╭──

//! Kitchen Rush - a time-management cooking game
//!
//! Core modules:
//! - `catalog`: Ingredients, recipes and lookups
//! - `sim`: Session engine (orders, timers, scoring, win/loss)
//! - `highscores`: Top-10 leaderboard
//! - `persistence`: Storage backends and the save envelope
//! - `platform`: Browser/native clock and tick driver
//! - `config`: Game balance constants

pub mod catalog;
pub mod config;
pub mod highscores;
pub mod persistence;
pub mod platform;
pub mod sim;

pub use catalog::{Catalog, Category, Difficulty, Ingredient, Language, Recipe};
pub use config::GameConfig;
pub use highscores::{HighScoreEntry, HighScoreStore};
pub use sim::{GameEngine, GameObserver, GameScreen, GameState, SessionPhase};

/// Timing constants
pub mod consts {
    /// Length of one session tick (seconds)
    pub const TICK_SECONDS: f64 = 1.0;
    /// Longest frame the tick clock will account for (hidden tab, debugger)
    pub const MAX_FRAME_DT: f64 = 3.0;
    /// Maximum ticks delivered per clock advance
    pub const MAX_TICKS_PER_ADVANCE: u32 = 3;
}
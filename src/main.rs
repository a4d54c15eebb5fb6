//! Kitchen Rush entry point
//!
//! On the web this exposes `WebGame` to the page's presentation layer. Natively
//! it runs a headless autoplay session and records the score.

#[cfg(target_arch = "wasm32")]
use wasm_bindgen::prelude::*;

#[cfg(target_arch = "wasm32")]
mod wasm_game {
    use std::cell::{Cell, RefCell};
    use std::rc::{Rc, Weak};

    use wasm_bindgen::JsCast;
    use wasm_bindgen::prelude::*;

    use kitchen_rush::highscores::HighScoreStore;
    use kitchen_rush::persistence::{LocalStorage, MemoryStorage};
    use kitchen_rush::sim::{GameEngine, Notification, RecordingObserver};
    use kitchen_rush::{Catalog, GameConfig};

    /// Milliseconds between session ticks
    const TICK_INTERVAL_MS: i32 = (kitchen_rush::consts::TICK_SECONDS * 1000.0) as i32;

    #[derive(Default)]
    struct Callbacks {
        on_state: Option<js_sys::Function>,
        on_screen: Option<js_sys::Function>,
    }

    /// Everything the interval callback and the JS-facing methods share
    struct Shared {
        engine: RefCell<GameEngine>,
        observer: RecordingObserver,
        callbacks: RefCell<Callbacks>,
        interval: Cell<Option<i32>>,
        tick_closure: RefCell<Option<Closure<dyn FnMut()>>>,
    }

    impl Shared {
        /// Forward queued notifications to JS, outside any engine borrow
        fn flush(&self) {
            let events = self.observer.drain();
            if events.is_empty() {
                return;
            }
            let (on_state, on_screen) = {
                let cb = self.callbacks.borrow();
                (cb.on_state.clone(), cb.on_screen.clone())
            };
            for event in events {
                match event {
                    Notification::State(state) => {
                        if let (Some(f), Ok(json)) = (&on_state, serde_json::to_string(&state)) {
                            if let Err(e) = f.call1(&JsValue::NULL, &JsValue::from_str(&json)) {
                                log::warn!("State callback threw: {:?}", e);
                            }
                        }
                    }
                    Notification::Screen(screen) => {
                        if let Some(f) = &on_screen {
                            if let Err(e) = f.call1(&JsValue::NULL, &JsValue::from_str(screen.as_str())) {
                                log::warn!("Screen callback threw: {:?}", e);
                            }
                        }
                    }
                }
            }
        }

        /// Start or stop the browser interval to match the engine
        fn sync_timer(&self) {
            let Some(window) = web_sys::window() else {
                return;
            };
            let ticking = self.engine.borrow().is_ticking();
            match (ticking, self.interval.get()) {
                (true, None) => {
                    let closure = self.tick_closure.borrow();
                    let Some(closure) = closure.as_ref() else {
                        return;
                    };
                    match window.set_interval_with_callback_and_timeout_and_arguments_0(
                        closure.as_ref().unchecked_ref(),
                        TICK_INTERVAL_MS,
                    ) {
                        Ok(handle) => self.interval.set(Some(handle)),
                        Err(e) => log::error!("Failed to start game timer: {:?}", e),
                    }
                }
                (false, Some(handle)) => {
                    window.clear_interval_with_handle(handle);
                    self.interval.set(None);
                }
                _ => {}
            }
        }

        fn on_tick(&self) {
            self.engine.borrow_mut().tick();
            self.flush();
            self.sync_timer();
        }
    }

    /// Game handle for the page script
    #[wasm_bindgen]
    pub struct WebGame {
        shared: Rc<Shared>,
    }

    #[wasm_bindgen]
    impl WebGame {
        #[wasm_bindgen(constructor)]
        pub fn new(seed: f64) -> WebGame {
            let high_scores = match LocalStorage::open() {
                Ok(storage) => HighScoreStore::open(storage),
                Err(e) => {
                    log::warn!("{e}; high scores will not survive a reload");
                    HighScoreStore::open(MemoryStorage::new())
                }
            };
            let observer = RecordingObserver::new();
            let engine = GameEngine::new(
                Catalog::standard(),
                GameConfig::default(),
                high_scores,
                seed as u64,
            )
            .with_observer(observer.clone());

            let shared = Rc::new(Shared {
                engine: RefCell::new(engine),
                observer,
                callbacks: RefCell::new(Callbacks::default()),
                interval: Cell::new(None),
                tick_closure: RefCell::new(None),
            });

            let weak: Weak<Shared> = Rc::downgrade(&shared);
            let closure = Closure::<dyn FnMut()>::new(move || {
                if let Some(shared) = weak.upgrade() {
                    shared.on_tick();
                }
            });
            *shared.tick_closure.borrow_mut() = Some(closure);

            log::info!("Game initialized with seed: {}", seed as u64);
            WebGame { shared }
        }

        /// `on_state(json)` after every change, `on_screen(name)` on start/end
        pub fn set_callbacks(&self, on_state: js_sys::Function, on_screen: js_sys::Function) {
            *self.shared.callbacks.borrow_mut() = Callbacks {
                on_state: Some(on_state),
                on_screen: Some(on_screen),
            };
        }

        pub fn start_game(&self) {
            self.run(|e| e.start_game());
        }

        pub fn initialize_game(&self) {
            self.run(|e| e.initialize_game());
        }

        pub fn pause_game(&self) -> bool {
            self.run(|e| e.pause_game())
        }

        pub fn resume_game(&self) -> bool {
            self.run(|e| e.resume_game())
        }

        pub fn end_game(&self) -> bool {
            self.run(|e| e.end_game())
        }

        pub fn add_ingredient(&self, id: &str) -> bool {
            self.run(|e| e.add_ingredient(id))
        }

        pub fn remove_ingredient(&self, id: &str) -> bool {
            self.run(|e| e.remove_ingredient(id))
        }

        pub fn serve_dish(&self) -> bool {
            self.run(|e| e.serve_dish())
        }

        pub fn can_serve_dish(&self) -> bool {
            self.shared.engine.borrow().can_serve_dish()
        }

        pub fn state_json(&self) -> String {
            serde_json::to_string(&self.shared.engine.borrow().state()).unwrap_or_default()
        }

        pub fn ingredients_json(&self) -> String {
            serde_json::to_string(self.shared.engine.borrow().catalog().ingredients())
                .unwrap_or_default()
        }

        pub fn is_new_high_score(&self) -> bool {
            self.shared.engine.borrow().is_new_high_score()
        }

        pub fn save_high_score(&self, name: &str) -> Option<u32> {
            self.run(|e| e.save_high_score(name)).map(|rank| rank as u32)
        }

        pub fn high_scores_json(&self, limit: usize) -> String {
            let engine = self.shared.engine.borrow();
            serde_json::to_string(engine.high_scores().high_scores(limit)).unwrap_or_default()
        }

        pub fn clear_high_scores(&self) {
            self.shared.engine.borrow_mut().high_scores_mut().clear_all_scores();
        }
    }

    impl WebGame {
        /// Run a command, then forward notifications and resync the timer
        fn run<R>(&self, f: impl FnOnce(&mut GameEngine) -> R) -> R {
            let result = f(&mut self.shared.engine.borrow_mut());
            self.shared.flush();
            self.shared.sync_timer();
            result
        }
    }

    impl Drop for WebGame {
        fn drop(&mut self) {
            if let (Some(window), Some(handle)) = (web_sys::window(), self.shared.interval.take()) {
                window.clear_interval_with_handle(handle);
            }
        }
    }
}

#[cfg(target_arch = "wasm32")]
#[wasm_bindgen(start)]
pub fn wasm_main() {
    console_error_panic_hook::set_once();
    let _ = console_log::init_with_level(log::Level::Info);
    log::info!("Kitchen Rush starting...");
}

#[cfg(not(target_arch = "wasm32"))]
mod native {
    use std::path::Path;
    use std::time::{Duration, Instant};

    use kitchen_rush::highscores::{DEFAULT_LIMIT, HighScoreStore, format_age};
    use kitchen_rush::persistence::{FileStorage, MemoryStorage};
    use kitchen_rush::platform::{TickClock, now_ms};
    use kitchen_rush::sim::{Autoplay, GameEngine, Notification, RecordingObserver, SessionPhase};
    use kitchen_rush::{Catalog, GameConfig};

    /// Path to a JSON `GameConfig`
    const CONFIG_ENV: &str = "KITCHEN_RUSH_CONFIG";
    /// Name recorded on the leaderboard
    const PLAYER_ENV: &str = "KITCHEN_RUSH_PLAYER";
    /// Skip real-time pacing
    const FAST_ENV: &str = "KITCHEN_RUSH_FAST";

    const FRAME: Duration = Duration::from_millis(100);

    pub fn run() {
        let config = std::env::var_os(CONFIG_ENV)
            .map(|path| GameConfig::load(Path::new(&path)))
            .unwrap_or_default();

        let high_scores = match FileStorage::open_default() {
            Ok(storage) => {
                log::info!("High scores stored in {}", storage.dir().display());
                HighScoreStore::open(storage)
            }
            Err(e) => {
                log::warn!("{e}; high scores will not be kept");
                HighScoreStore::open(MemoryStorage::new())
            }
        };

        let seed = now_ms() as u64;
        log::info!("Game initialized with seed: {}", seed);

        let observer = RecordingObserver::new();
        let mut engine = GameEngine::new(Catalog::standard(), config, high_scores, seed)
            .with_observer(observer.clone());
        let mut bot = Autoplay::new(1);
        let fast = std::env::var_os(FAST_ENV).is_some();

        engine.start_game();
        let mut clock = TickClock::default();
        let mut last = Instant::now();

        while engine.phase() == SessionPhase::Active {
            let ticks = if fast {
                1
            } else {
                std::thread::sleep(FRAME);
                let now = Instant::now();
                let dt = now.duration_since(last).as_secs_f64();
                last = now;
                clock.advance(dt)
            };

            for _ in 0..ticks {
                bot.step(&mut engine);
                engine.tick();
            }

            for event in observer.drain() {
                if let Notification::Screen(screen) = event {
                    log::info!("Screen -> {}", screen.as_str());
                }
            }
        }

        let state = engine.state();
        println!(
            "\nSession over ({:?}): score {}, level {}",
            state.outcome, state.score, state.level
        );

        if engine.is_new_high_score() {
            let name = std::env::var(PLAYER_ENV).unwrap_or_else(|_| "Autoplay".to_string());
            if let Some(rank) = engine.save_high_score(&name) {
                println!("New high score! Rank #{rank}");
            }
        }

        println!("\nHigh scores:");
        let now = now_ms();
        for (i, entry) in engine.high_scores().high_scores(DEFAULT_LIMIT).iter().enumerate() {
            println!(
                "  #{:<2} {:<16} {:>7}  level {:<3} {}",
                i + 1,
                entry.player_name,
                entry.score,
                entry.level.map_or("-".to_string(), |l| l.to_string()),
                entry.timestamp.map_or(String::new(), |t| format_age(t, now)),
            );
        }

        engine.close();
    }
}

#[cfg(not(target_arch = "wasm32"))]
fn main() {
    env_logger::init();
    log::info!("Kitchen Rush (native) starting...");
    native::run();
}

#[cfg(target_arch = "wasm32")]
fn main() {
    // WASM entry point is wasm_main, this is just to satisfy the compiler
}
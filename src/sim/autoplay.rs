//! Idle/demo mode: a bot that cooks whatever is ordered

use super::engine::GameEngine;
use super::state::GameState;

/// One player command
#[derive(Debug, Clone, Copy, PartialEq, Eq)]
pub enum PlayerAction {
    Add(&'static str),
    Serve,
}

/// Picks the first missing ingredient, serves once the pan is complete.
///
/// `think_ticks` makes it wait that many extra calls between actions, so a
/// demo at one action per tick looks less robotic.
#[derive(Debug, Clone, Default)]
pub struct Autoplay {
    think_ticks: u32,
    cooldown: u32,
}

impl Autoplay {
    pub fn new(think_ticks: u32) -> Self {
        Self {
            think_ticks,
            cooldown: 0,
        }
    }

    /// Decide what to do next, if anything
    pub fn next_action(&mut self, state: &GameState) -> Option<PlayerAction> {
        if !state.is_active() || state.current_order.is_none() {
            return None;
        }
        if self.cooldown > 0 {
            self.cooldown -= 1;
            return None;
        }
        self.cooldown = self.think_ticks;

        match state.missing_ingredients().first() {
            Some(&id) => Some(PlayerAction::Add(id)),
            None => Some(PlayerAction::Serve),
        }
    }

    /// Decide and carry out one action. Returns whether it took effect.
    pub fn step(&mut self, engine: &mut GameEngine) -> bool {
        match self.next_action(&engine.state()) {
            Some(PlayerAction::Add(id)) => engine.add_ingredient(id),
            Some(PlayerAction::Serve) => engine.serve_dish(),
            None => false,
        }
    }
}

╰──

• _TASK REQUIREMENTS_
Return each line of the entries that holds the string "page".

• _YOUR SOLUTION_
//! On the web this exposes `WebGame` to the page's presentation layer. Natively
    /// Game handle for the page script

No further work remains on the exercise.